Public Release: 

Older Adults' Speech-Processing Difficulties May Stem From 'Fast, Noisy Talk,' Not Deafness

Brandeis University

WALTHAM, Mass. -- Our society's growing noise and fast pace may be exacting a particularly steep toll among older people, researchers at Brandeis University have found. Their study indicates that older adults' occasional difficulties in following conversation may arise from simple background noise and mile-a-minute talkers -- not failing hearing, which affects fewer than 40 percent of those over age 75.

Even more troublesome for older adults is what Brandeis researcher Patricia Tun has dubbed "fast, noisy talk," the double whammy of fast speech and a noisy background. These situations -- such as speedy instructions fired off by a doctor or nurse in a loud emergency room -- cause seniors' speech comprehension to lag even further behind that of their younger peers.

Tun's Findings Appeared In A Recent Issue Of Psychology And Aging.

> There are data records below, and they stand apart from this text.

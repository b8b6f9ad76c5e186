use std::sync::atomic::{AtomicU32, Ordering};

use crate::board::position::Color;

const HISTORY_MAX: u32 = 1 << 20;

/// Shared cutoff counters by (side, from, to). Increments race freely
/// across workers; the counts only order quiet moves, so lost updates
/// cost nothing but a slightly stale sort.
pub struct HistoryTable {
    counters: Box<[[[AtomicU32; 64]; 64]; 2]>,
}

impl HistoryTable {
    pub fn new() -> Self {
        Self {
            counters: Box::new(std::array::from_fn(|_| {
                std::array::from_fn(|_| std::array::from_fn(|_| AtomicU32::new(0)))
            })),
        }
    }

    #[inline(always)]
    pub fn get(&self, c: Color, from: u8, to: u8) -> i32 {
        self.counters[c as usize][(from & 63) as usize][(to & 63) as usize]
            .load(Ordering::Relaxed) as i32
    }

    /// Records a beta cutoff caused by a quiet move. Deeper cutoffs count
    /// for more; crossing the saturation bound halves the whole table so
    /// old habits fade.
    pub fn store(&self, c: Color, from: u8, to: u8, depth: i32) {
        let bonus = (depth * depth).max(1) as u32;
        let counter = &self.counters[c as usize][(from & 63) as usize][(to & 63) as usize];
        let updated = counter.fetch_add(bonus, Ordering::Relaxed) + bonus;
        if updated > HISTORY_MAX {
            self.decay();
        }
    }

    fn decay(&self) {
        for side in self.counters.iter() {
            for from in side.iter() {
                for counter in from.iter() {
                    let value = counter.load(Ordering::Relaxed);
                    counter.store(value / 2, Ordering::Relaxed);
                }
            }
        }
    }

    pub fn clear(&self) {
        for side in self.counters.iter() {
            for from in side.iter() {
                for counter in from.iter() {
                    counter.store(0, Ordering::Relaxed);
                }
            }
        }
    }
}

impl Default for HistoryTable {
    fn default() -> Self {
        Self::new()
    }
}

#[cfg(test)]
mod tests {
    use super::*;

    #[test]
    fn test_store_and_get() {
        let table = HistoryTable::new();
        assert_eq!(table.get(Color::White, 12, 28), 0);
        table.store(Color::White, 12, 28, 5);
        assert_eq!(table.get(Color::White, 12, 28), 25);
        assert_eq!(table.get(Color::Black, 12, 28), 0);
    }

    #[test]
    fn test_decay_on_saturation() {
        let table = HistoryTable::new();
        table.store(Color::White, 0, 1, 4);
        for _ in 0..20 {
            table.store(Color::Black, 8, 16, 300);
        }
        // the big counter triggered at least one halving; the small one
        // shrank with it but stays nonzero ordering-wise
        assert!(table.get(Color::Black, 8, 16) <= HISTORY_MAX as i32);
    }

    #[test]
    fn test_clear() {
        let table = HistoryTable::new();
        table.store(Color::White, 3, 19, 7);
        table.clear();
        assert_eq!(table.get(Color::White, 3, 19), 0);
    }
}
use criterion::{criterion_group, criterion_main, Criterion};

use ferrum::board::position::Board;
use ferrum::movegen::generate::perft;

fn perft_startpos(c: &mut Criterion) {
    ferrum::init_tables();
    let mut board = Board::startpos();
    c.bench_function("perft_startpos_4", |b| {
        b.iter(|| {
            assert_eq!(perft(&mut board, 4), 197_281);
        })
    });
}

fn perft_kiwipete(c: &mut Criterion) {
    ferrum::init_tables();
    let mut board = Board::from_fen(
        "r3k2r/p1ppqpb1/bn2pnp1/3PN3/1p2P3/2N2Q1p/PPPBBPPP/R3K2R w KQkq - 0 1",
    )
    .unwrap();
    c.bench_function("perft_kiwipete_3", |b| {
        b.iter(|| {
            assert_eq!(perft(&mut board, 3), 97_862);
        })
    });
}

criterion_group!(benches, perft_startpos, perft_kiwipete);
criterion_main!(benches);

"Understanding spoken language ranks among the most complex tasks we call upon our brains to handle and, all things considered, older adults do a remarkable job of keeping up," says Tun, an adjunct assistant professor of psychology at Brandeis' Volen National Center for Complex Systems. "Yet despite essentially perfect hearing, the older subjects in our study still couldn't match the language-processing abilities of younger people in settings that were noisy or where speech was exceptionally fast."

Most tests of language comprehension take place in the insulated silence of a speech lab; like these studies, Tun's found no difference in undergraduates' and older adults' ability to decipher speech in quiet surroundings. But Tun's study also superimposed the din of 20 chattering voices over the headphone-fed passages test subjects were trying to decipher. Seniors' ability to process speech dropped off more rapidly than their younger counterparts, when the speech was played over this "multi-person babble."

"We live in a very noisy society, and this is particularly detrimental to older residents, who have trouble overcoming all that background noise to get the information they need," Tun says.

The seniors in Tun's study, with an average age of 71, were also more likely to be stymied by words pouring forth at rates much faster than 140 to 180 words per minute, the pace of a typical conversation. Particularly difficult for older adults, Tun suggests, may be rapid-fire advertisements, harried physicians rattling off information about medications, and warp-speed news anchors and weathercasters, who can reach speeds of 300 words per minute.

Tun says her work suggests that instead of talking to older adults in a very loud and unnaturally sing-song voice -- a common response to the widespread but erroneous belief that most seniors are hard of hearing -- a more worthwhile approach might be to keep speedy speech in check while minimizing distracting background noise from televisions or radios, ringing telephones, and other people's conversations.

This susceptibility to fast talkers and background noise doesn't just spring up when people hit age 65, Tun says: In fact, it's in step with current theories that some cognitive abilities gradually taper off over the course of a lifetime. By the time people reach their 60s or 70s, it's estimated that many mental abilities -- not just speech-processing skills -- are functioning 30 to 50 percent more slowly than they were at a younger age.

Tun's work is supported by the National Institute on Aging and the W.M. Keck Foundation.